茜素红染色结果显示，与Ad-GFP 组比，Ad-BMP2、Ad-BMP7、Ad-BMP9 三组的钙盐结节沉积显著增加，Ad-BMP9 组晚期成骨诱导最强，其次为Ad-BMP2 和Ad-BMP7（图2D）。

以上结果表明，相对于Ad-BMP2、Ad-BMP7，Ad-BMP9 具有较强的促hPDLSCs 成骨分化作用。因此，将Ad-BMP9 用于后续实验，研究BMPs-ERK5 信号通路与hPDLSCs 细胞成骨分化的关系。

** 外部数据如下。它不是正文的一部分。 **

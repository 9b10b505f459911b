mod attendance_flow;
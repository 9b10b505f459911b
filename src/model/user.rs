use serde::{Deserialize, Serialize};

#[derive(Clone, Serialize, Deserialize, utoipa::ToSchema)]
pub struct UserDto {
    pub id: i32,
    pub display_name: String,
    pub role: String,
    pub gender: String,
    pub region_id: Option<i32>,
    pub unit_ids: Vec<i32>,
}

#[derive(Clone, Serialize, Deserialize, utoipa::ToSchema)]
pub struct CreateUserDto {
    pub display_name: String,
    pub role: String,
    pub gender: String,
    /// Region for region-scoped roles
    pub region_id: Option<i32>,
    /// Units granted to unit-scoped roles
    pub unit_ids: Vec<i32>,
}
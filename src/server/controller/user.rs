use axum::{
    extract::{Path, State},
    http::StatusCode,
    response::IntoResponse,
    Json,
};

use crate::{
    model::{
        api::ErrorDto,
        user::{CreateUserDto, UserDto},
    },
    server::{
        data::user::UserRepository,
        error::{scope::ScopeError, Error},
        model::app::AppState,
    },
};

pub static USER_TAG: &str = "user";

/// Create a new user with their role and scope assignments
#[utoipa::path(
    post,
    path = "/api/users",
    tag = USER_TAG,
    request_body = CreateUserDto,
    responses(
        (status = 201, description = "User created", body = UserDto),
        (status = 500, description = "Internal server error", body = ErrorDto)
    ),
)]
pub async fn create_user(
    State(state): State<AppState>,
    Json(dto): Json<CreateUserDto>,
) -> Result<impl IntoResponse, Error> {
    let user_repo = UserRepository::new(&state.db);

    let user = user_repo
        .create(&dto.display_name, &dto.role, &dto.gender, dto.region_id)
        .await?;

    let mut unit_ids = Vec::with_capacity(dto.unit_ids.len());
    for unit_id in dto.unit_ids {
        let assignment = user_repo.assign_unit(user.id, unit_id).await?;
        unit_ids.push(assignment.unit_id);
    }

    Ok((
        StatusCode::CREATED,
        Json(UserDto {
            id: user.id,
            display_name: user.display_name,
            role: user.role,
            gender: user.gender,
            region_id: user.region_id,
            unit_ids,
        }),
    )
        .into_response())
}

/// Get a user with their scope assignments
#[utoipa::path(
    get,
    path = "/api/users/{user_id}",
    tag = USER_TAG,
    params(("user_id" = i32, Path, description = "User ID")),
    responses(
        (status = 200, description = "Success when retrieving the user", body = UserDto),
        (status = 404, description = "User not found", body = ErrorDto),
        (status = 500, description = "Internal server error", body = ErrorDto)
    ),
)]
pub async fn get_user(
    State(state): State<AppState>,
    Path(user_id): Path<i32>,
) -> Result<impl IntoResponse, Error> {
    let user_repo = UserRepository::new(&state.db);

    let user = user_repo
        .get(user_id)
        .await?
        .ok_or(ScopeError::ViewerNotFound(user_id))?;

    let unit_ids = user_repo
        .get_unit_assignments(user.id)
        .await?
        .into_iter()
        .map(|assignment| assignment.unit_id)
        .collect();

    Ok((
        StatusCode::OK,
        Json(UserDto {
            id: user.id,
            display_name: user.display_name,
            role: user.role,
            gender: user.gender,
            region_id: user.region_id,
            unit_ids,
        }),
    )
        .into_response())
}
use serde::{Deserialize, Serialize};

#[derive(Clone, Serialize, Deserialize, utoipa::ToSchema)]
pub struct MemberDto {
    pub id: i32,
    pub member_code: String,
    pub first_name: String,
    pub last_name: String,
    pub gender: String,
    pub unit_id: i32,
    pub region_id: i32,
}

#[derive(Clone, Serialize, Deserialize, utoipa::ToSchema)]
pub struct CreateMemberDto {
    pub member_code: String,
    pub first_name: String,
    pub last_name: String,
    pub gender: String,
    pub unit_id: i32,
}

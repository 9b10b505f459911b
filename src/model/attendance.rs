use chrono::NaiveDateTime;
use serde::{Deserialize, Serialize};

/// One row of the attendance roster as shown on the marking screen
#[derive(Clone, Serialize, Deserialize, utoipa::ToSchema)]
pub struct RosterEntryDto {
    pub member_id: i32,
    pub member_code: String,
    pub first_name: String,
    pub last_name: String,
    pub unit_id: i32,
    pub present: bool,
    pub marked_at: Option<NaiveDateTime>,
}

#[derive(Clone, Serialize, Deserialize, utoipa::ToSchema)]
pub struct ToggleResultDto {
    pub member_id: i32,
    pub present: bool,
}

#[derive(Clone, Serialize, Deserialize, utoipa::ToSchema)]
pub struct CheckInDto {
    pub badge_code: String,
}

#[derive(Clone, Serialize, Deserialize, utoipa::ToSchema)]
pub struct UnitCountDto {
    pub unit_id: i32,
    pub unit_name: String,
    pub present: u64,
    pub registered: u64,
}

#[derive(Clone, Serialize, Deserialize, utoipa::ToSchema)]
pub struct AttendanceSummaryDto {
    pub event_id: i32,
    pub total_present: u64,
    pub total_registered: u64,
    pub units: Vec<UnitCountDto>,
}

/// A presence delta streamed to live dashboards
#[derive(Clone, Serialize, Deserialize, utoipa::ToSchema)]
pub struct PresenceDeltaDto {
    pub member_id: i32,
    pub present: bool,
    pub total_present: u64,
}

2.3 ERK5 信号通路参与BMP9 诱导hPDLSCs 成骨分化

Western-blot 检测显示（图3），与空白组及Ad-GFP 组比，Ad-BMP9 组的ERK5 磷酸化（p-ERK5）表达显著增加（P＜0.05）；与Ad-BMP9 组比，Ad-BMP9 ＋2.5 μmol／L BIX02189 组和Ad-BMP9＋10 μmol／L BIX02189 组的p-ERK5 表达显著 降 低（P＜0.05）；与Ad -BMP9 ＋2.5 μmol／L BIX02189 组比，Ad-BMP9＋10 μmol／L BIX02189 组的p-ERK5 表达显著降低（P＜0.05）。

ALP 染色和活性检测显示（图4A、4B），与空白组及Ad-GFP 组比，Ad-BMP9 组的ALP 表达显著增加（P＜0.05），与Ad-BMP9 组比，Ad-BMP9 ＋2.5 μmol／L BIX02189 组 和Ad-BMP9 ＋10 μmol／L BIX02189 组的ALP 表达显著降低（P＜0.05），与Ad-BMP9 ＋2.5 μmol／L BIX02189 组 比，Ad-BMP9 ＋10 μmol／L BIX02189 组的表达显著降低（P＜0.05）。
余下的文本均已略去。